Eight: improve your credit

Do you know what your credit score is? According to a Lexington Law study 54% of Americans say they never check their credit score. Your credit score is a measure of your creditworthiness and is the main factor that determines what rates you qualify for.

If your score is sub-par it will take time and effort to improve, so you don’t want to wait until you need to borrow money to find out whether or not you should improve your score. If you have poor or limited credit, consider applying for a credit-building loan such as a savings secured credit card.

An improved credit score is a great first step in accomplishing Resolution #9:

 

Nine: identify your long-term plans/next steps

No matter where you are in life, it’s important to look towards your financial future. Do you hope to buy a house someday? You may want to start saving towards your down payment. Are you retiring in less than 10 years? Make sure your IRA and/or 401k are in order. Maybe you’re already retired and are saving for your family? Consider converting your savings into a life insurance policy.

A financial advisor can also help you break down these large goals into smaller more manageable steps.

Not even the most skilled financial advisor can tell the future, which is why everybody, no matter their age, should commit to our final financial resolution…

 

Ten: plan for the worst

Disasters can happen to anyone, so everyone needs a safety net and a backup plan.
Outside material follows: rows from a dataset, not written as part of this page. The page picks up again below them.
//! The evaluator.

use std::collections::HashMap;

use smallvec::SmallVec;
use tracing::{debug, trace, warn};

use super::cache::{CacheEntry, CacheState};
use super::pass::{Mark, Pass};
use crate::config::{CyclePolicy, EvalConfig};
use crate::error::{Dangling, Entity, GraphError, Result};
use crate::expr::{ExprError, Outputs, Value};
use crate::graph::{FlowGraph, Inlet, Link, OperatorId, OutletId};

/// An operator on the resolution stack and the upstream operators it still
/// has to visit.
struct Frame {
    operator: OperatorId,
    upstream: Vec<OperatorId>,
    next: usize,
}

impl Frame {
    fn enter(graph: &FlowGraph, operator: OperatorId) -> Result<Self> {
        Ok(Self {
            operator,
            upstream: graph.upstream_operators(operator)?,
            next: 0,
        })
    }
}

/// Evaluates operators in dependency order and memoizes their outputs.
///
/// The cache outlives single calls. An entry is reused while it is clean
/// and no revision in its upstream cone is newer than the entry, so editing
/// the graph only recomputes what the edit can reach.
#[derive(Debug, Clone, Default)]
pub struct Evaluator {
    config: EvalConfig,
    cache: HashMap<OperatorId, CacheEntry>,
}

impl Evaluator {
    pub fn new() -> Self {
        Self::default()
    }

    pub fn with_config(config: EvalConfig) -> Self {
        Self {
            config,
            cache: HashMap::new(),
        }
    }

    pub fn config(&self) -> &EvalConfig {
        &self.config
    }

    /// Value of the first outlet of `id`.
    pub fn evaluate(&mut self, graph: &FlowGraph, id: OperatorId) -> Result<Value> {
        let outputs = self.outputs(graph, id)?;
        outputs.first().copied().ok_or(GraphError::Expression {
            operator: id,
            source: ExprError::OutletArity {
                expected: 1,
                found: 0,
            },
        })
    }

    /// Value of a specific outlet.
    pub fn evaluate_outlet(&mut self, graph: &FlowGraph, outlet: OutletId) -> Result<Value> {
        let owner = graph.outlet_operator(outlet)?;
        let index = outlet_index(graph, owner, outlet)?;
        let outputs = self.outputs(graph, owner)?;
        outputs
            .get(index)
            .copied()
            .ok_or(GraphError::NotFound(Entity::Outlet(outlet)))
    }

    /// Values of every outlet of `id`, in outlet order.
    ///
    /// 1. Forget operators that left the graph.
    /// 2. Take the ancestors of `id`, sources first.
    /// 3. Resolve each one depth-first, so an operator is only computed once
    ///    everything it reads is complete in this pass.
    pub fn outputs(&mut self, graph: &FlowGraph, id: OperatorId) -> Result<Outputs> {
        self.cache.retain(|operator, _| graph.contains(*operator));

        let order = graph.evaluation_order(id)?;
        debug!(operator = %id, ancestors = order.len() - 1, "evaluating");

        let mut pass = Pass::default();
        for operator in order {
            self.resolve(graph, operator, &mut pass)?;
        }

        self.cache
            .get(&id)
            .map(|entry| entry.outputs().iter().copied().collect())
            .ok_or(GraphError::NotFound(Entity::Operator(id)))
    }

    /// Mark `id` and everything downstream of it dirty.
    pub fn invalidate(&mut self, graph: &FlowGraph, id: OperatorId) -> Result<()> {
        for operator in graph.descendants(id)? {
            if let Some(entry) = self.cache.get_mut(&operator) {
                entry.mark_dirty();
            }
        }
        Ok(())
    }

    /// Drop every cached value.
    pub fn clear(&mut self) {
        self.cache.clear();
    }

    pub fn cached(&self, id: OperatorId) -> Option<&[Value]> {
        self.cache.get(&id).map(CacheEntry::outputs)
    }

    pub fn cache_state(&self, id: OperatorId) -> Option<CacheState> {
        self.cache.get(&id).map(CacheEntry::state)
    }

    pub fn cache_entry(&self, id: OperatorId) -> Option<&CacheEntry> {
        self.cache.get(&id)
    }

    /// Post-order walk from `root` over operators not yet entered in this
    /// pass. Uses an explicit stack so long chains cannot overflow.
    fn resolve(&mut self, graph: &FlowGraph, root: OperatorId, pass: &mut Pass) -> Result<()> {
        if !pass.begin(root) {
            return Ok(());
        }
        let mut stack = vec![Frame::enter(graph, root)?];

        while let Some(frame) = stack.last_mut() {
            match frame.upstream.get(frame.next).copied() {
                Some(upstream) => {
                    frame.next += 1;
                    // Operators already entered are either complete or on the
                    // stack; the latter is a cycle, handled when reading.
                    if pass.begin(upstream) {
                        stack.push(Frame::enter(graph, upstream)?);
                    }
                }
                None => {
                    let operator = frame.operator;
                    stack.pop();
                    let effective = self.compute(graph, operator, pass)?;
                    pass.complete(operator, effective);
                }
            }
        }
        Ok(())
    }

    /// Compute one operator whose upstream operators are all entered.
    /// Returns its effective revision.
    fn compute(&mut self, graph: &FlowGraph, id: OperatorId, pass: &Pass) -> Result<u64> {
        let operator = graph
            .operator(id)
            .ok_or(GraphError::NotFound(Entity::Operator(id)))?;

        let mut effective = operator.revision();
        let mut inputs: SmallVec<[Value; 4]> = SmallVec::with_capacity(operator.inlets().len());
        for inlet in operator.inlets() {
            let mut sum: Option<Value> = None;
            for link in graph.in_links(inlet.id()) {
                let (value, revision) = self.read_link(graph, link, inlet, id, pass)?;
                effective = effective.max(revision);
                sum = Some(sum.unwrap_or(0.0) + value);
            }
            inputs.push(sum.unwrap_or_else(|| inlet.default_value()));
        }

        if let Some(entry) = self.cache.get(&id) {
            if entry.is_fresh(effective) {
                trace!(operator = %id, "cache hit");
                return Ok(effective);
            }
        }

        let outputs = operator
            .expression()
            .execute(&inputs)
            .map_err(|source| GraphError::Expression { operator: id, source })?;
        debug!(operator = %id, name = operator.name(), ?outputs, "operator computed");

        self.cache
            .insert(id, CacheEntry::new(outputs, graph.revision()));
        Ok(effective)
    }

    /// Value carried by `link` into `inlet` of `reader`, and the revision
    /// it reflects.
    fn read_link(
        &self,
        graph: &FlowGraph,
        link: &Link,
        inlet: &Inlet,
        reader: OperatorId,
        pass: &Pass,
    ) -> Result<(Value, u64)> {
        let source = link.source_operator();
        let producer = graph.operator(source).ok_or(GraphError::DanglingReference(
            Dangling::Link {
                link: link.id(),
                operator: source,
            },
        ))?;
        let index = outlet_index(graph, source, link.source().port)?;

        match pass.mark(source) {
            Some(Mark::Complete { effective }) => {
                let value = self
                    .cache
                    .get(&source)
                    .and_then(|entry| entry.outputs().get(index).copied())
                    .ok_or(GraphError::NotFound(Entity::Outlet(link.source().port)))?;
                Ok((value, effective))
            }
            _ => match self.config.cycle_policy {
                CyclePolicy::Fail => Err(GraphError::CyclicDependency { operator: source }),
                CyclePolicy::UseCached => {
                    // A previous value is as new as the pass that stored it,
                    // so readers recompute once the producer has been redone.
                    let cached = self.cache.get(&source).and_then(|entry| {
                        let value = entry.outputs().get(index).copied()?;
                        Some((value, entry.computed_at()))
                    });
                    warn!(
                        operator = %reader,
                        upstream = %source,
                        cached = cached.is_some(),
                        "cycle reached during evaluation; using previous value"
                    );
                    Ok(match cached {
                        Some((value, computed_at)) => {
                            (value, producer.revision().max(computed_at))
                        }
                        None => (inlet.default_value(), producer.revision()),
                    })
                }
            },
        }
    }
}

fn outlet_index(graph: &FlowGraph, operator: OperatorId, outlet: OutletId) -> Result<usize> {
    graph
        .operator(operator)
        .and_then(|op| op.outlets().iter().position(|o| o.id() == outlet))
        .ok_or(GraphError::NotFound(Entity::Outlet(outlet)))
}
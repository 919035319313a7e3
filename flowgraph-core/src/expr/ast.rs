//! Expression syntax tree.

use std::fmt;

/// Unary operators.
#[derive(Debug, Clone, Copy, PartialEq, Eq)]
pub enum UnaryOp {
    Neg,
    Plus,
}

/// Binary operators.
#[derive(Debug, Clone, Copy, PartialEq, Eq)]
pub enum BinaryOp {
    // Arithmetic
    Add,
    Sub,
    Mul,
    Div,
    Mod,
    Pow,

    // Comparison (yield 1.0 or 0.0)
    Lt,
    Le,
    Gt,
    Ge,
    Eq,
    Ne,
}

impl BinaryOp {
    /// Binding power; higher binds tighter.
    pub(crate) fn precedence(self) -> u8 {
        match self {
            BinaryOp::Lt
            | BinaryOp::Le
            | BinaryOp::Gt
            | BinaryOp::Ge
            | BinaryOp::Eq
            | BinaryOp::Ne => 1,
            BinaryOp::Add | BinaryOp::Sub => 2,
            BinaryOp::Mul | BinaryOp::Div | BinaryOp::Mod => 3,
            BinaryOp::Pow => 5,
        }
    }

    pub(crate) fn is_right_associative(self) -> bool {
        self == BinaryOp::Pow
    }

    pub fn symbol(self) -> &'static str {
        match self {
            BinaryOp::Add => "+",
            BinaryOp::Sub => "-",
            BinaryOp::Mul => "*",
            BinaryOp::Div => "/",
            BinaryOp::Mod => "%",
            BinaryOp::Pow => "^",
            BinaryOp::Lt => "<",
            BinaryOp::Le => "<=",
            BinaryOp::Gt => ">",
            BinaryOp::Ge => ">=",
            BinaryOp::Eq => "==",
            BinaryOp::Ne => "!=",
        }
    }
}

/// Precedence of prefix operators: above `*`, below `^`, so `-x ^ 2`
/// is `-(x ^ 2)`.
pub(crate) const UNARY_PRECEDENCE: u8 = 4;
const ATOM_PRECEDENCE: u8 = u8::MAX;

#[derive(Debug, Clone, PartialEq)]
pub enum Expr {
    Number(f64),
    Variable(String),
    Unary {
        op: UnaryOp,
        operand: Box<Expr>,
    },
    Binary {
        op: BinaryOp,
        lhs: Box<Expr>,
        rhs: Box<Expr>,
    },
    Call {
        function: String,
        args: Vec<Expr>,
    },
}

impl Expr {
    fn precedence(&self) -> u8 {
        match self {
            Expr::Unary { .. } => UNARY_PRECEDENCE,
            Expr::Binary { op, .. } => op.precedence(),
            Expr::Number(_) | Expr::Variable(_) | Expr::Call { .. } => ATOM_PRECEDENCE,
        }
    }

    /// Write `self`, parenthesized if it binds looser than `min`.
    fn fmt_operand(&self, f: &mut fmt::Formatter<'_>, min: u8) -> fmt::Result {
        if self.precedence() < min {
            write!(f, "({self})")
        } else {
            write!(f, "{self}")
        }
    }
}

impl fmt::Display for Expr {
    fn fmt(&self, f: &mut fmt::Formatter<'_>) -> fmt::Result {
        match self {
            Expr::Number(value) => write!(f, "{value}"),
            Expr::Variable(name) => f.write_str(name),
            Expr::Unary { op, operand } => {
                f.write_str(match op {
                    UnaryOp::Neg => "-",
                    UnaryOp::Plus => "+",
                })?;
                operand.fmt_operand(f, UNARY_PRECEDENCE)
            }
            Expr::Binary { op, lhs, rhs } => {
                let p = op.precedence();
                let (lhs_min, rhs_min) = if op.is_right_associative() {
                    (p + 1, p)
                } else {
                    (p, p + 1)
                };
                lhs.fmt_operand(f, lhs_min)?;
                write!(f, " {} ", op.symbol())?;
                rhs.fmt_operand(f, rhs_min)
            }
            Expr::Call { function, args } => {
                write!(f, "{function}(")?;
                for (i, arg) in args.iter().enumerate() {
                    if i > 0 {
                        f.write_str(", ")?;
                    }
                    write!(f, "{arg}")?;
                }
                f.write_str(")")
            }
        }
    }
}

/// A statement of a script.
#[derive(Debug, Clone, PartialEq)]
pub enum Stmt {
    /// `name = value`: binds a local.
    Assign { name: String, value: Expr },
    /// A bare expression; the last one is the script's result.
    Expr(Expr),
}

impl fmt::Display for Stmt {
    fn fmt(&self, f: &mut fmt::Formatter<'_>) -> fmt::Result {
        match self {
            Stmt::Assign { name, value } => write!(f, "{name} = {value}"),
            Stmt::Expr(expr) => write!(f, "{expr}"),
        }
    }
}
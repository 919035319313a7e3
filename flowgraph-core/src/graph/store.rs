//! Operator Graph
//!
//! [`FlowGraph`] owns every operator and link and keeps two link indices:
//! outgoing links per outlet and incoming links per inlet. Each link is in
//! exactly one entry of each index, so removing it from both ends is O(1).
//!
//! Cycles are a valid graph state. Nothing here rejects them; the traversal
//! visited set and the evaluation pass marks are what keep queries finite.
//!
//! # Revisions
//!
//! The graph carries a counter bumped by every change that can alter a
//! value: operator creation or re-insertion, expression and inlet default
//! changes, and link changes (which stamp the operator on the inlet side).
//! The evaluator compares these stamps against its cache.

use std::collections::HashMap;

use indexmap::{IndexMap, IndexSet};
use tracing::debug;

use super::ids::{InletId, LinkId, OperatorId, OutletId};
use super::link::{Endpoint, Link};
use super::operator::{Inlet, Operator, Outlet, RemovedPorts};
use crate::config::{FanIn, GraphConfig};
use crate::error::{Dangling, Entity, GraphError, Result};
use crate::expr::{Expression, NativeExpression, Value};
use crate::traversal::try_bfs;

/// A directed graph of operators connected by links.
#[derive(Debug, Clone, Default)]
pub struct FlowGraph {
    config: GraphConfig,

    /// Operators in display order.
    operators: IndexMap<OperatorId, Operator>,

    /// Links in insertion order.
    links: IndexMap<LinkId, Link>,

    /// Links leaving each outlet.
    outgoing: HashMap<OutletId, IndexSet<LinkId>>,

    /// Links entering each inlet, in link order.
    incoming: HashMap<InletId, IndexSet<LinkId>>,

    inlet_owner: HashMap<InletId, OperatorId>,
    outlet_owner: HashMap<OutletId, OperatorId>,

    revision: u64,
}
//! Tree-walking interpreter for scripts.

use std::collections::HashMap;

use super::ast::{BinaryOp, Expr, Stmt, UnaryOp};
use super::{ExprError, Value};

/// Variable bindings visible to a running script.
pub(crate) type Scope = HashMap<String, Value>;

/// Run `statements` and return the value of the last expression statement.
pub(crate) fn run(statements: &[Stmt], scope: &mut Scope) -> Result<Value, ExprError> {
    let mut result = None;
    for stmt in statements {
        match stmt {
            Stmt::Assign { name, value } => {
                let value = eval(value, scope)?;
                scope.insert(name.clone(), value);
            }
            Stmt::Expr(expr) => result = Some(eval(expr, scope)?),
        }
    }
    // Parsing guarantees a trailing expression statement.
    let value = result.ok_or_else(|| ExprError::Native("script produced no value".to_string()))?;
    if value.is_finite() {
        Ok(value)
    } else {
        Err(ExprError::NonFinite(value))
    }
}

fn truth(condition: bool) -> Value {
    if condition {
        1.0
    } else {
        0.0
    }
}

fn eval(expr: &Expr, scope: &Scope) -> Result<Value, ExprError> {
    match expr {
        Expr::Number(value) => Ok(*value),
        Expr::Variable(name) => scope
            .get(name)
            .copied()
            .ok_or_else(|| ExprError::UnboundVariable(name.clone())),
        Expr::Unary { op, operand } => {
            let value = eval(operand, scope)?;
            Ok(match op {
                UnaryOp::Neg => -value,
                UnaryOp::Plus => value,
            })
        }
        Expr::Binary { op, lhs, rhs } => {
            let lhs = eval(lhs, scope)?;
            let rhs = eval(rhs, scope)?;
            binary(*op, lhs, rhs)
        }
        Expr::Call { function, args } => {
            let args = args
                .iter()
                .map(|arg| eval(arg, scope))
                .collect::<Result<Vec<_>, _>>()?;
            call(function, &args)
        }
    }
}

fn binary(op: BinaryOp, lhs: Value, rhs: Value) -> Result<Value, ExprError> {
    Ok(match op {
        BinaryOp::Add => lhs + rhs,
        BinaryOp::Sub => lhs - rhs,
        BinaryOp::Mul => lhs * rhs,
        BinaryOp::Div => {
            if rhs == 0.0 {
                return Err(ExprError::DivisionByZero);
            }
            lhs / rhs
        }
        // Floored modulo: the result takes the sign of the divisor.
        BinaryOp::Mod => {
            if rhs == 0.0 {
                return Err(ExprError::DivisionByZero);
            }
            lhs - rhs * (lhs / rhs).floor()
        }
        BinaryOp::Pow => lhs.powf(rhs),
        BinaryOp::Lt => truth(lhs < rhs),
        BinaryOp::Le => truth(lhs <= rhs),
        BinaryOp::Gt => truth(lhs > rhs),
        BinaryOp::Ge => truth(lhs >= rhs),
        BinaryOp::Eq => truth(lhs == rhs),
        BinaryOp::Ne => truth(lhs != rhs),
    })
}

/// Names of the builtin functions.
pub const BUILTINS: &[&str] = &[
    "abs", "min", "max", "sqrt", "floor", "ceil", "round", "sin", "cos", "tan", "exp", "ln",
    "pow", "clamp",
];

fn arity(function: &str, args: &[Value], expected: usize) -> Result<(), ExprError> {
    if args.len() == expected {
        Ok(())
    } else {
        Err(ExprError::Arity {
            function: function.to_string(),
            expected: expected.to_string(),
            found: args.len(),
        })
    }
}

fn call(function: &str, args: &[Value]) -> Result<Value, ExprError> {
    let unary = |f: fn(Value) -> Value| -> Result<Value, ExprError> {
        arity(function, args, 1)?;
        Ok(f(args[0]))
    };

    match function {
        "abs" => unary(f64::abs),
        "sqrt" => unary(f64::sqrt),
        "floor" => unary(f64::floor),
        "ceil" => unary(f64::ceil),
        "round" => unary(f64::round),
        "sin" => unary(f64::sin),
        "cos" => unary(f64::cos),
        "tan" => unary(f64::tan),
        "exp" => unary(f64::exp),
        "ln" => unary(f64::ln),
        "pow" => {
            arity(function, args, 2)?;
            Ok(args[0].powf(args[1]))
        }
        "clamp" => {
            arity(function, args, 3)?;
            Ok(args[0].max(args[1]).min(args[2]))
        }
        "min" | "max" => {
            let Some((&first, rest)) = args.split_first() else {
                return Err(ExprError::Arity {
                    function: function.to_string(),
                    expected: "at least 1".to_string(),
                    found: 0,
                });
            };
            let pick: fn(Value, Value) -> Value = if function == "min" { f64::min } else { f64::max };
            Ok(rest.iter().fold(first, |acc, &value| pick(acc, value)))
        }
        _ => Err(ExprError::UnknownFunction(function.to_string())),
    }
}

#[cfg(test)]
mod tests {
    use super::*;
    use crate::expr::parser::parse_script;

    fn run_with(source: &str, bindings: &[(&str, Value)]) -> Result<Value, ExprError> {
        let statements = parse_script(source).unwrap();
        let mut scope: Scope = bindings
            .iter()
            .map(|(name, value)| (name.to_string(), *value))
            .collect();
        run(&statements, &mut scope)
    }

    #[test]
    fn evaluates_arithmetic() {
        assert_eq!(run_with("(x + y) * 2", &[("x", 5.0), ("y", 3.0)]), Ok(16.0));
        assert_eq!(run_with("2 ^ 3 ^ 2", &[]), Ok(512.0));
        assert_eq!(run_with("-2 ^ 2", &[]), Ok(-4.0));
        assert_eq!(run_with("-7 % 3", &[]), Ok(2.0));
    }

    #[test]
    fn comparisons_yield_one_or_zero() {
        assert_eq!(run_with("a < b", &[("a", 1.0), ("b", 2.0)]), Ok(1.0));
        assert_eq!(run_with("a == b", &[("a", 1.0), ("b", 2.0)]), Ok(0.0));
    }

    #[test]
    fn evaluates_locals_and_builtins() {
        let source = "t = max(a, b, 4)\nclamp(t * 2, 0, 10) + abs(-1)";
        assert_eq!(run_with(source, &[("a", 1.0), ("b", 3.0)]), Ok(9.0));
    }

    #[test]
    fn division_by_zero_is_an_error() {
        assert_eq!(run_with("1 / x", &[("x", 0.0)]), Err(ExprError::DivisionByZero));
        assert_eq!(run_with("1 % x", &[("x", 0.0)]), Err(ExprError::DivisionByZero));
    }

    #[test]
    fn non_finite_result_is_an_error() {
        assert!(matches!(
            run_with("sqrt(x)", &[("x", -1.0)]),
            Err(ExprError::NonFinite(_))
        ));
    }

    #[test]
    fn unknown_function_and_arity_errors() {
        assert_eq!(
            run_with("nope(1)", &[]),
            Err(ExprError::UnknownFunction("nope".to_string()))
        );
        assert!(matches!(run_with("pow(1)", &[]), Err(ExprError::Arity { found: 1, .. })));
        assert!(matches!(run_with("min()", &[]), Err(ExprError::Arity { found: 0, .. })));
    }

    #[test]
    fn missing_binding_is_reported() {
        assert_eq!(
            run_with("a + 1", &[]),
            Err(ExprError::UnboundVariable("a".to_string()))
        );
    }
}
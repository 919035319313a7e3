//! Flowgraph Core
//!
//! This crate provides the dependency-graph core of the flowgraph node
//! editor. It implements:
//!
//! - A generic, cycle-safe traversal primitive
//! - The operator graph: operators, their inlets and outlets, and links
//! - Ancestor and descendant queries
//! - Dependency-ordered, memoized evaluation of operator expressions
//!
//! Rendering, model-view binding, undo/redo and file formats belong to the
//! host application.
//!
//! # Architecture
//!
//! The crate is organized into several modules:
//!
//! - `traversal`: breadth- and depth-first walks over any children relation
//! - `expr`: the script language operators run, and native expressions
//! - `graph`: arena storage of operators and links, queries and mutations
//! - `eval`: the evaluation engine and its cache
//! - `session`: a lock around graph and evaluator for multi-threaded hosts
//! - `config`, `logging`, `error`: ambient plumbing
//!
//! # Example
//!
//! ```rust
//! use flowgraph_core::{Evaluator, FlowGraph};
//!
//! let mut graph = FlowGraph::new();
//! let a = graph.create_operator("A", "2")?;
//! let b = graph.create_operator("B", "a * 10 + 1")?;
//!
//! let outlet = graph.operator(a).unwrap().outlets()[0].id();
//! let inlet = graph.operator(b).unwrap().inlet("a").unwrap().id();
//! graph.add_link(outlet, inlet)?;
//!
//! assert_eq!(graph.ancestors(b)?, vec![b, a]);
//! assert_eq!(graph.descendants(a)?, vec![a, b]);
//!
//! let mut evaluator = Evaluator::new();
//! assert_eq!(evaluator.evaluate(&graph, b)?, 21.0);
//! # Ok::<(), flowgraph_core::GraphError>(())
//! ```

pub mod config;
pub mod error;
pub mod eval;
pub mod expr;
pub mod graph;
pub mod logging;
pub mod session;
pub mod traversal;

pub use config::{Config, CyclePolicy, EvalConfig, FanIn, GraphConfig};
pub use error::{Dangling, Entity, GraphError, Result};
pub use eval::{CacheEntry, CacheState, Evaluator};
pub use expr::{ExprError, Expression, NativeExpression, Script, Value};
pub use graph::{FlowGraph, InletId, Link, LinkId, Operator, OperatorId, OutletId};
pub use session::Session;
//! Export to `petgraph`, for analyses the crate does not implement itself.

use std::collections::HashMap;

use petgraph::graph::{DiGraph, NodeIndex};

use super::ids::OperatorId;
use super::store::FlowGraph;
use crate::error::{Dangling, GraphError, Result};

impl FlowGraph {
    /// Build a `petgraph` digraph with one node per operator (weighted by
    /// operator name) and one edge per link (weighted by the target inlet's
    /// name). Node indices follow display order.
    ///
    /// Fails with `DanglingReference` if a link points at an operator that
    /// is not in the graph.
    pub fn to_digraph(&self) -> Result<DiGraph<String, String>> {
        let mut digraph = DiGraph::with_capacity(self.operator_count(), self.link_count());
        let mut nodes: HashMap<OperatorId, NodeIndex> = HashMap::new();
        for op in self.operators() {
            nodes.insert(op.id(), digraph.add_node(op.name().to_string()));
        }

        for link in self.links() {
            let endpoint = |operator: OperatorId| {
                nodes.get(&operator).copied().ok_or(GraphError::DanglingReference(
                    Dangling::Link {
                        link: link.id(),
                        operator,
                    },
                ))
            };
            let source = endpoint(link.source_operator())?;
            let target = endpoint(link.target_operator())?;
            let inlet = self
                .inlet(link.target().port)
                .map(|inlet| inlet.name().to_string())
                .unwrap_or_default();
            digraph.add_edge(source, target, inlet);
        }

        Ok(digraph)
    }
}
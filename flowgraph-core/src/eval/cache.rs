//! Evaluation cache entries.

use crate::expr::{Outputs, Value};

/// Whether a cached value may be reused.
#[derive(Debug, Clone, Copy, PartialEq, Eq)]
pub enum CacheState {
    /// Up to date as of `computed_at`.
    Clean,

    /// Explicitly invalidated. Recomputed on next use.
    Dirty,
}

/// The last computed outlet values of one operator.
#[derive(Debug, Clone, PartialEq)]
pub struct CacheEntry {
    outputs: Outputs,
    state: CacheState,
    /// Graph revision at the time of computation.
    computed_at: u64,
}

impl CacheEntry {
    pub(crate) fn new(outputs: Outputs, computed_at: u64) -> Self {
        Self {
            outputs,
            state: CacheState::Clean,
            computed_at,
        }
    }

    /// One value per outlet, in outlet order.
    pub fn outputs(&self) -> &[Value] {
        &self.outputs
    }

    pub fn state(&self) -> CacheState {
        self.state
    }

    pub fn computed_at(&self) -> u64 {
        self.computed_at
    }

    pub(crate) fn mark_dirty(&mut self) {
        self.state = CacheState::Dirty;
    }

    /// Reusable for an operator whose inputs last changed at `effective`.
    pub(crate) fn is_fresh(&self, effective: u64) -> bool {
        self.state == CacheState::Clean && self.computed_at >= effective
    }
}

#[cfg(test)]
mod tests {
    use super::*;
    use smallvec::smallvec;

    #[test]
    fn freshness_follows_state_and_revision() {
        let mut entry = CacheEntry::new(smallvec![1.0], 5);
        assert!(entry.is_fresh(5));
        assert!(entry.is_fresh(3));
        assert!(!entry.is_fresh(6));

        entry.mark_dirty();
        assert_eq!(entry.state(), CacheState::Dirty);
        assert!(!entry.is_fresh(0));
    }
}
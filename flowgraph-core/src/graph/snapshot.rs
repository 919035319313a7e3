//! Enumeration of the graph for persistence layers.
//!
//! A [`GraphSnapshot`] lists operators and links in graph order with plain
//! data only. It is the source a persistence layer serializes from; the
//! crate does not define a file format of its own.

use serde::Serialize;

use super::ids::{InletId, LinkId, OperatorId, OutletId};
use super::store::FlowGraph;
use crate::error::Result;
use crate::expr::{Expression, Value};

#[derive(Debug, Clone, PartialEq, Serialize)]
pub struct GraphSnapshot {
    pub revision: u64,
    pub operators: Vec<OperatorSnapshot>,
    pub links: Vec<LinkSnapshot>,
}

#[derive(Debug, Clone, PartialEq, Serialize)]
pub struct OperatorSnapshot {
    pub id: OperatorId,
    pub name: String,
    /// Script source, or the label of a native expression.
    pub expression: String,
    pub native: bool,
    pub inlets: Vec<InletSnapshot>,
    pub outlets: Vec<OutletSnapshot>,
}

#[derive(Debug, Clone, PartialEq, Serialize)]
pub struct InletSnapshot {
    pub id: InletId,
    pub name: String,
    pub default: Value,
}

#[derive(Debug, Clone, PartialEq, Serialize)]
pub struct OutletSnapshot {
    pub id: OutletId,
    pub name: String,
}

#[derive(Debug, Clone, PartialEq, Serialize)]
pub struct LinkSnapshot {
    pub id: LinkId,
    pub source_operator: OperatorId,
    pub source_outlet: OutletId,
    pub target_operator: OperatorId,
    pub target_inlet: InletId,
}

impl GraphSnapshot {
    /// Pretty-printed JSON, for debugging and ad-hoc export.
    pub fn to_json(&self) -> Result<String> {
        Ok(serde_json::to_string_pretty(self)?)
    }
}

impl FlowGraph {
    /// Enumerate operators and links in graph order.
    pub fn snapshot(&self) -> GraphSnapshot {
        let operators = self
            .operators()
            .map(|op| OperatorSnapshot {
                id: op.id(),
                name: op.name().to_string(),
                expression: op.expression().source().to_string(),
                native: matches!(op.expression(), Expression::Native(_)),
                inlets: op
                    .inlets()
                    .iter()
                    .map(|inlet| InletSnapshot {
                        id: inlet.id(),
                        name: inlet.name().to_string(),
                        default: inlet.default_value(),
                    })
                    .collect(),
                outlets: op
                    .outlets()
                    .iter()
                    .map(|outlet| OutletSnapshot {
                        id: outlet.id(),
                        name: outlet.name().to_string(),
                    })
                    .collect(),
            })
            .collect();

        let links = self
            .links()
            .map(|link| LinkSnapshot {
                id: link.id(),
                source_operator: link.source_operator(),
                source_outlet: link.source().port,
                target_operator: link.target_operator(),
                target_inlet: link.target().port,
            })
            .collect();

        GraphSnapshot {
            revision: self.revision(),
            operators,
            links,
        }
    }
}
Those savings accounts we mentioned earlier shouldn’t just be for future purchases; you should set aside enough money to get you through at least a couple of months of expenses, just in case.

Any significant property that you own should also have protection: Is your car minimally insured, or do you have comprehensive insurance? Most people know about homeowner’s insurance, but even if you live in an apartment you should consider getting renter’s insurance.

As upsetting as it is to think about, you should also consider what would happen should you suddenly pass. This includes life insurance, but everyone should make sure their deposits are in order as well. Do all your accounts have joint owners? If not, you should add at least one beneficiary to each of your deposit accounts.

Committing to a financial resolution is a great way to focus your attention in order to achieve your financial goals. Think about where you are now and where you want to be by the end of 2021 and pick a resolution (or multiple resolutions!) that will help you get there.